Selasa 22 May 2018 04:17 WIB

'Rekayasa Terorisme', Mengapa Polri Tangkap Warganet?

Postingannya tertulis 'skenario pengalihan yang sempurna' dan #ganti presiden 2019

Petugas keamanan berjaga di depan gereja saat misa di Gereja Katolik Kelahiran Santa Perawan Maria, Surabaya, Jawa Timur, Ahad (20/5). Pengamanan tersebut guna mengantisipasi dan memberikan rasa aman kepada jemaat yang melaksanakan kebaktian dan misa sepekan pascaledakan bom di tiga gereja di Surabaya.
Foto: ANTARA FOTO/Zabur Karuru
Petugas keamanan berjaga di depan gereja saat misa di Gereja Katolik Kelahiran Santa Perawan Maria, Surabaya, Jawa Timur, Ahad (20/5). Pengamanan tersebut guna mengantisipasi dan memberikan rasa aman kepada jemaat yang melaksanakan kebaktian dan misa sepekan pascaledakan bom di tiga gereja di Surabaya.

REPUBLIKA.CO.ID  Oleh: Arif Satrio Nugroho, Issha Harruma

JAKARTA -- Polri menangkap sejumlah orang yang menuding kasus terorisme belakangan ini sebagai suatu rekayasa. Kepala Biro Penerangan Masyarakat Divisi Hubungan Masyarakat Polri Brigadir Jenderal Polisi Mohammad Iqbal menyatakan, penangkapan itu dilakukan agar menjadi pelajaran bagi para pengunggah.

“Ini mengancam stabilitas masyarakat. Tolong catat cap rekayasa, Polri tidak nyaman bila aksi ini dikatakan rekayasa. Siapa pun yang menyebut itu (rekayasa), kita tunggu buktinya,” kata Iqbal di Markas Besar Polri, Jakarta, Senin (21/5).
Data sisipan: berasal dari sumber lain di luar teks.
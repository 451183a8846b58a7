//! Session status schema
//!
//! These types match the `fileStatus.json` format read by the upload
//! pipeline, so field names follow that file rather than Rust naming.

use chrono::{DateTime, Utc};
use serde::{Deserialize, Serialize};

fn default_delay_time() -> u64 {
    2
}

fn default_copyright() -> u8 {
    2
}

// =============================================================================
// Owner Info
// =============================================================================

/// Posting metadata for a stream owner.
///
/// The recorder never interprets these fields; they are copied into the
/// status record so the upload pipeline can find them next to the segments.
#[derive(Debug, Clone, PartialEq, Serialize, Deserialize)]
#[serde(rename_all = "camelCase")]
pub struct OwnerInfo {
    pub room_url: String,
    #[serde(default)]
    pub tags: Vec<String>,
    /// Upload category id
    #[serde(default)]
    pub tid: u32,
    #[serde(default)]
    pub upload_local_file: bool,
    #[serde(default)]
    pub delete_local_file: bool,
    /// Minutes to wait before posting
    #[serde(default)]
    pub delay_time: Option<u64>,
    #[serde(default)]
    pub template_title: Option<String>,
    #[serde(default)]
    pub desc: Option<String>,
    #[serde(default)]
    pub source: Option<String>,
    #[serde(default)]
    pub dynamic: Option<String>,
    #[serde(default)]
    pub copyright: Option<u8>,
}

impl OwnerInfo {
    pub fn new(room_url: impl Into<String>) -> Self {
        Self {
            room_url: room_url.into(),
            tags: Vec::new(),
            tid: 0,
            upload_local_file: false,
            delete_local_file: false,
            delay_time: None,
            template_title: None,
            desc: None,
            source: None,
            dynamic: None,
            copyright: None,
        }
    }
}

// =============================================================================
// Session Status
// =============================================================================

/// Contents of one `fileStatus.json`.
///
/// `is_posted` belongs to the upload pipeline. The recorder writes it once,
/// as `false`, when the file is created and only reads it afterwards.
#[derive(Debug, Clone, PartialEq, Serialize, Deserialize)]
#[serde(rename_all = "camelCase", default)]
pub struct SessionStatus {
    pub path: String,
    pub recorder_name: String,
    pub recorder_link: String,
    pub tags: Vec<String>,
    pub tid: u32,
    pub start_record_time: Option<DateTime<Utc>>,
    #[serde(skip_serializing_if = "Option::is_none")]
    pub end_record_time: Option<DateTime<Utc>>,
    pub upload_local_file: bool,
    pub delete_local_file: bool,
    #[serde(rename = "isPost", alias = "isPosted")]
    pub is_posted: bool,
    pub is_failed: bool,
    pub delay_time: u64,
    pub template_title: String,
    pub desc: String,
    pub source: String,
    pub dynamic: String,
    pub copyright: u8,
    #[serde(rename = "timeV")]
    pub session_label: String,
}

impl Default for SessionStatus {
    fn default() -> Self {
        Self {
            path: String::new(),
            recorder_name: String::new(),
            recorder_link: String::new(),
            tags: Vec::new(),
            tid: 0,
            start_record_time: None,
            end_record_time: None,
            upload_local_file: false,
            delete_local_file: false,
            is_posted: false,
            is_failed: false,
            delay_time: default_delay_time(),
            template_title: String::new(),
            desc: String::new(),
            source: String::new(),
            dynamic: String::new(),
            copyright: default_copyright(),
            session_label: String::new(),
        }
    }
}

impl SessionStatus {
    /// Fresh record for a directory that has never been written to
    pub fn new(
        path: String,
        name: &str,
        session_label: &str,
        owner: &OwnerInfo,
        started_at: DateTime<Utc>,
    ) -> Self {
        Self {
            path,
            recorder_name: name.to_string(),
            recorder_link: owner.room_url.clone(),
            tags: owner.tags.clone(),
            tid: owner.tid,
            start_record_time: Some(started_at),
            end_record_time: None,
            upload_local_file: owner.upload_local_file,
            delete_local_file: owner.delete_local_file,
            is_posted: false,
            is_failed: false,
            delay_time: owner.delay_time.unwrap_or_else(default_delay_time),
            template_title: owner.template_title.clone().unwrap_or_default(),
            desc: owner.desc.clone().unwrap_or_default(),
            source: owner.source.clone().unwrap_or_default(),
            dynamic: owner.dynamic.clone().unwrap_or_default(),
            copyright: owner.copyright.unwrap_or_else(default_copyright),
            session_label: session_label.to_string(),
        }
    }
}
Setidaknya, terdapat tiga orang yang ditangkap karena menyebut Polri dan kasus terorisme yang terjadi sebagai rekayasa atau pengalihan isu. Mereka adalah FSA (kepala SMP N Kayong), HDL (dosen di Universitas Sumatra Utara/USU), dan AAD yang merupakan seorang satpam di Sumatra Utara. Ketiganya menyebarkan informasi tersebut melalui internet dan media sosial.
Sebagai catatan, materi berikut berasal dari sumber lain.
//! Tracing subscriber setup
//!
//! Console output always; a size-capped rotating log file when one is
//! configured.

use crate::config::LogConfig;
use crate::utils::error::{RecorderError, RecorderResult};
use rolling_file::{BasicRollingFileAppender, RollingConditionBasic};
use std::io::{self, Write};
use std::path::Path;
use std::sync::Mutex;
use tracing_subscriber::{layer::SubscriberExt, util::SubscriberInitExt, EnvFilter};

/// Filter used when `RUST_LOG` is not set
pub fn default_directive(config: &LogConfig) -> &'static str {
    if config.debug {
        "stream_recorder=debug"
    } else {
        "stream_recorder=info"
    }
}

/// Log file rolled over to `<file>.1 .. <file>.<backups>` once it reaches
/// the size cap. Every write is flushed so nothing is lost on exit.
pub struct RotatingLog {
    appender: BasicRollingFileAppender,
}

impl RotatingLog {
    pub fn open(path: &Path, max_size: u64, backups: usize) -> RecorderResult<Self> {
        if let Some(parent) = path.parent() {
            std::fs::create_dir_all(parent)?;
        }
        let condition = RollingConditionBasic::new().max_size(max_size);
        let appender = BasicRollingFileAppender::new(path, condition, backups)?;
        Ok(Self { appender })
    }
}

impl Write for RotatingLog {
    fn write(&mut self, buf: &[u8]) -> io::Result<usize> {
        let written = self.appender.write(buf)?;
        self.appender.flush()?;
        Ok(written)
    }

    fn flush(&mut self) -> io::Result<()> {
        self.appender.flush()
    }
}

/// Initialize the global tracing subscriber
///
/// Fails if a subscriber is already installed or the log file cannot be
/// opened. Callers that may initialize twice can ignore the error.
pub fn init(config: &LogConfig) -> RecorderResult<()> {
    let filter = EnvFilter::try_from_default_env()
        .unwrap_or_else(|_| default_directive(config).into());

    let file_layer = match &config.log_file {
        Some(path) => {
            let log = RotatingLog::open(path, config.max_log_size, config.log_backups)?;
            Some(
                tracing_subscriber::fmt::layer()
                    .with_ansi(false)
                    .with_writer(Mutex::new(log)),
            )
        }
        None => None,
    };

    tracing_subscriber::registry()
        .with(filter)
        .with(tracing_subscriber::fmt::layer())
        .with(file_layer)
        .try_init()
        .map_err(|e| RecorderError::Config(format!("Failed to initialize logging: {}", e)))?;

    tracing::debug!("Logging initialized ({})", default_directive(config));
    Ok(())
}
Iqbal pun menegaskan, tidak ada rekayasa apa pun dalam kasus terorisme yang terjadi belakangan ini. “Jadi, kalau ada yang bilang rekayasa, sutradara sehebat apa pun dari Hollywood juga tidak akan bisa,” kata Iqbal.

Iqbal lantas menantang siapa saja yang menyebut adanya rekayasa terkait terorisme di Indonesia agar membuktikan dan menyampaikannya kepada Polri. Dalam upaya penegakan hukum, polisi telah telah mengedepankan due process of law, yakni penyidik mengumpulkan seluruh alat bukti dan petunjuk serta memenuhi hak-hak tersangka.

Polri bersama stakeholder lainnya pun mengklaim sudah melakukan upaya pendekatan lunak pada terduga teroris dan menyampaikan pesan deradikalisasi kepada masyarakat bersama organisasi terkait. “Tidak ada yang ditutup-tutupi,” ucap Iqbal.

Seorang dosen di USU bernama Himma Dewiana Lubis dan seorang satpam Bank Sumut bernama Amaralsyah Dalimunthe ditangkap polisi akhir pekan lalu. Himma ditangkap di rumahnya di Jalan Melinjo II Kompleks Johor Permai, Medan Johor, Medan, sementara Amaralsyah ditangkap di kediamannya di Jalan Karya Bakti, Batu Nangar, Simalungun.

“Himma ditangkap Subdit Cyber Crime Dirkrimsus Polda Sumut pada Sabtu, 19 Mei. Sedangkan Amaralsyah ditangkap Polres Simalungun pada Jumat, 18 Mei,” kata Kabid Humas Polda Sumut AKBP Tatan Dirsan Atmaja.

Tatan mengatakan, Himma ditangkap karena dua unggahan di akun Facebook-nya memuat ujaran kebencian. Salah satu status dibuatnya pascaserangan bom bunuh diri di Surabaya, Ahad (13/5).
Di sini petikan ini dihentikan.